Here are some examples and types of harmful bacteria. Mycobacteria is neither gram-positive or gram-negative (due to high lipid content) and it is rod shaped. It is found in water and food. They are obligate parasites and cannot survive in their free form. They are the causative agents for tuberculosis and leprosy. Clostridium tetani is gram positive and box shaped. It is found in soil, skin and the gastrointestinal tract. It enters the body through a wound, replicates there and releases toxins, namely tetanospasmin and tetanolysin. These lead to muscular spasms and respiratory failure. (Bjornsson, 2012) Yersinia pests is gram negative and it is rod shaped. It can only survive within the host, namely rodents and mammals.  It causes bubonic and pneumonic plague. A skin infection with this leads to the bubonic from characterised by malaise, fever , chills and even seizures. An infection in the lungs can lead to difficulty breathing, fever and coughs. Helicobacter pylori is gram negative and rod-shaped. It colonies the mucosal lining of the human stomach. It is the leading cause for gastritis and peptic ulcers. It produces cytoxins and ammonia which damage the stoma epithelium leading to abdominal pain, nausea, vomiting, and bloating. It is present in half of the world’s population, however, most of them are asymptomatic while only a few develop gastritis and ulcers. Finally, Bacillus anthracis is gram-positive and rod-shaped. It is found in soil. Sores, fever, headache, abdominal pain, nausea, diarrhoea etc. are the most common symptoms. (Hakansson. A, 2013)

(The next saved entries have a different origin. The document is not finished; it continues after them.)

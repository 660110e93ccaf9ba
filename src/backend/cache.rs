//! Process-wide model cache.
//!
//! Model loads are expensive (network fetch, weight initialisation), so
//! loaded handles are shared across every pipeline in the process, keyed by
//! `(repository identifier, quantization mode)`. Lifecycle is explicit:
//! populated on first use per key, cleared only by [`clear_provider_cache`]
//! or process teardown.
//!
//! Single-loader-per-key discipline: the map mutex is held across the load,
//! so concurrent first-use calls for the same key perform exactly one load
//! and the rest observe the cached handle. Loads here are provider
//! construction — quick relative to inference — which keeps the coarse lock
//! acceptable; inference itself happens outside any lock.

use crate::error::ConvertError;
use crate::options::PipelineOptions;
use edgequake_llm::{LLMProvider, ProviderFactory};
use once_cell::sync::Lazy;
use std::collections::HashMap;
use std::sync::{Arc, Mutex};
use tracing::{debug, info};

/// Memory/precision mode a model was loaded with. Different modes are
/// different cache entries even for the same repository.
#[derive(Debug, Clone, Copy, PartialEq, Eq, Hash)]
pub enum Quantization {
    Full,
    Quantized,
    Int8,
}

impl Quantization {
    pub fn from_options(options: &PipelineOptions) -> Self {
        if options.quantized {
            Quantization::Quantized
        } else if options.load_in_8bit {
            Quantization::Int8
        } else {
            Quantization::Full
        }
    }
}

/// Cache key: model repository identifier plus quantization mode.
#[derive(Debug, Clone, PartialEq, Eq, Hash)]
pub struct ModelKey {
    pub repo_id: String,
    pub quantization: Quantization,
}

impl ModelKey {
    pub fn from_options(options: &PipelineOptions) -> Self {
        Self {
            repo_id: options.repo_id.clone(),
            quantization: Quantization::from_options(options),
        }
    }
}

/// Keyed cache of loaded model handles.
///
/// Generic over the handle type so the loading discipline is testable
/// without constructing a real provider.
pub(crate) struct ModelCache<V> {
    inner: Mutex<HashMap<ModelKey, V>>,
}

impl<V: Clone> ModelCache<V> {
    pub(crate) fn new() -> Self {
        Self {
            inner: Mutex::new(HashMap::new()),
        }
    }

    /// Return the cached handle for `key`, or run `loader` and cache its
    /// result. The lock is held across `loader`, guaranteeing one load per
    /// key even under concurrent first use.
    pub(crate) fn get_or_load(
        &self,
        key: &ModelKey,
        loader: impl FnOnce() -> Result<V, ConvertError>,
    ) -> Result<V, ConvertError> {
        let mut map = self
            .inner
            .lock()
            .unwrap_or_else(|poisoned| poisoned.into_inner());
        if let Some(found) = map.get(key) {
            debug!("model cache hit: {:?}", key);
            return Ok(found.clone());
        }
        info!("model cache miss, loading: {:?}", key);
        let loaded = loader()?;
        map.insert(key.clone(), loaded.clone());
        Ok(loaded)
    }

    pub(crate) fn clear(&self) {
        self.inner
            .lock()
            .unwrap_or_else(|poisoned| poisoned.into_inner())
            .clear();
    }

    pub(crate) fn len(&self) -> usize {
        self.inner
            .lock()
            .unwrap_or_else(|poisoned| poisoned.into_inner())
            .len()
    }
}

static PROVIDER_CACHE: Lazy<ModelCache<Arc<dyn LLMProvider>>> = Lazy::new(ModelCache::new);

/// Fetch the VLM provider for `options`, loading it on first use.
pub(crate) fn provider_for(
    options: &PipelineOptions,
) -> Result<Arc<dyn LLMProvider>, ConvertError> {
    let key = ModelKey::from_options(options);
    PROVIDER_CACHE.get_or_load(&key, || load_provider(options))
}

/// Construct the provider that serves `options.repo_id`.
///
/// `DOCMILL_LLM_PROVIDER` names the transport explicitly (e.g. "ollama" for
/// a locally served model); otherwise the factory auto-detects from the
/// available API key environment variables.
fn load_provider(options: &PipelineOptions) -> Result<Arc<dyn LLMProvider>, ConvertError> {
    info!(
        "loading model '{}' ({:?}, {:?})",
        options.repo_id,
        Quantization::from_options(options),
        options.inference_framework
    );

    if let Ok(name) = std::env::var("DOCMILL_LLM_PROVIDER") {
        if !name.is_empty() {
            return ProviderFactory::create_llm_provider(&name, &options.repo_id).map_err(|e| {
                ConvertError::Backend {
                    page: 0,
                    detail: format!("provider '{name}' for '{}': {e}", options.repo_id),
                }
            });
        }
    }

    let (provider, _embedding) =
        ProviderFactory::from_env().map_err(|e| ConvertError::Backend {
            page: 0,
            detail: format!(
                "no VLM provider auto-detected from environment \
                 (set DOCMILL_LLM_PROVIDER or an API key variable): {e}"
            ),
        })?;
    Ok(provider)
}

/// Drop every cached provider. Next use per key reloads.
pub fn clear_provider_cache() {
    PROVIDER_CACHE.clear();
}

/// Number of loaded models currently cached.
pub fn provider_cache_len() -> usize {
    PROVIDER_CACHE.len()
}

#[cfg(test)]
mod tests {
    use super::*;
    use std::sync::atomic::{AtomicUsize, Ordering};

    fn key(repo: &str, q: Quantization) -> ModelKey {
        ModelKey {
            repo_id: repo.into(),
            quantization: q,
        }
    }

    #[test]
    fn loads_once_per_key() {
        let cache: ModelCache<u32> = ModelCache::new();
        let loads = AtomicUsize::new(0);
        let k = key("repo/a", Quantization::Full);

        for _ in 0..3 {
            let v = cache
                .get_or_load(&k, || {
                    loads.fetch_add(1, Ordering::SeqCst);
                    Ok(7)
                })
                .unwrap();
            assert_eq!(v, 7);
        }
        assert_eq!(loads.load(Ordering::SeqCst), 1);
        assert_eq!(cache.len(), 1);
    }

    #[test]
    fn quantization_modes_are_distinct_keys() {
        let cache: ModelCache<u32> = ModelCache::new();
        cache
            .get_or_load(&key("repo/a", Quantization::Full), || Ok(1))
            .unwrap();
        cache
            .get_or_load(&key("repo/a", Quantization::Int8), || Ok(2))
            .unwrap();
        assert_eq!(cache.len(), 2);
    }

    #[test]
    fn failed_load_is_not_cached() {
        let cache: ModelCache<u32> = ModelCache::new();
        let k = key("repo/b", Quantization::Full);
        let err = cache.get_or_load(&k, || {
            Err(ConvertError::Backend {
                page: 0,
                detail: "download failed".into(),
            })
        });
        assert!(err.is_err());
        assert_eq!(cache.len(), 0);

        // Next attempt may succeed.
        assert_eq!(cache.get_or_load(&k, || Ok(9)).unwrap(), 9);
    }

    #[test]
    fn clear_empties_cache() {
        let cache: ModelCache<u32> = ModelCache::new();
        cache
            .get_or_load(&key("repo/c", Quantization::Full), || Ok(1))
            .unwrap();
        cache.clear();
        assert_eq!(cache.len(), 0);
    }

    #[test]
    fn concurrent_first_use_loads_once() {
        let cache: Arc<ModelCache<u32>> = Arc::new(ModelCache::new());
        let loads = Arc::new(AtomicUsize::new(0));
        let k = key("repo/d", Quantization::Quantized);

        let handles: Vec<_> = (0..8)
            .map(|_| {
                let cache = Arc::clone(&cache);
                let loads = Arc::clone(&loads);
                let k = k.clone();
                std::thread::spawn(move || {
                    cache
                        .get_or_load(&k, || {
                            loads.fetch_add(1, Ordering::SeqCst);
                            std::thread::sleep(std::time::Duration::from_millis(5));
                            Ok(42)
                        })
                        .unwrap()
                })
            })
            .collect();

        for h in handles {
            assert_eq!(h.join().unwrap(), 42);
        }
        assert_eq!(loads.load(Ordering::SeqCst), 1);
    }

    #[test]
    fn quantization_derived_from_options() {
        let q = PipelineOptions::builder().quantized(true).build().unwrap();
        assert_eq!(Quantization::from_options(&q), Quantization::Quantized);

        let i8 = PipelineOptions::builder().load_in_8bit(true).build().unwrap();
        assert_eq!(Quantization::from_options(&i8), Quantization::Int8);

        let full = PipelineOptions::default();
        assert_eq!(Quantization::from_options(&full), Quantization::Full);
    }
}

Our team wants to find out why are people falling sick in SST. We want to find out the type of bacteria forms and how we can prevent it. With our research we can show the students of SST that what kind of bacteria is present when they come into contact with staircase railing, canteen table and lockers to name a few. 


Independent Variables
The places in SST where we collect our data. 


Dependent Variable
The amount of harmful bacteria. (e.g. E.coli, Staphylococcus)


Constant
  1. The number of samples
  2. The type of cotton swab
  3. The method used to examine the bacteria
  4. The way the bacteria is handled
  5. The duration of swabbing at each location
  6. The duration of incubation for all samples
  7. The number of petri dishes
  8. The amount of nutrient broth poured into the agar plates
  9. The amount of nutrient broth the cotton swab is dipped into.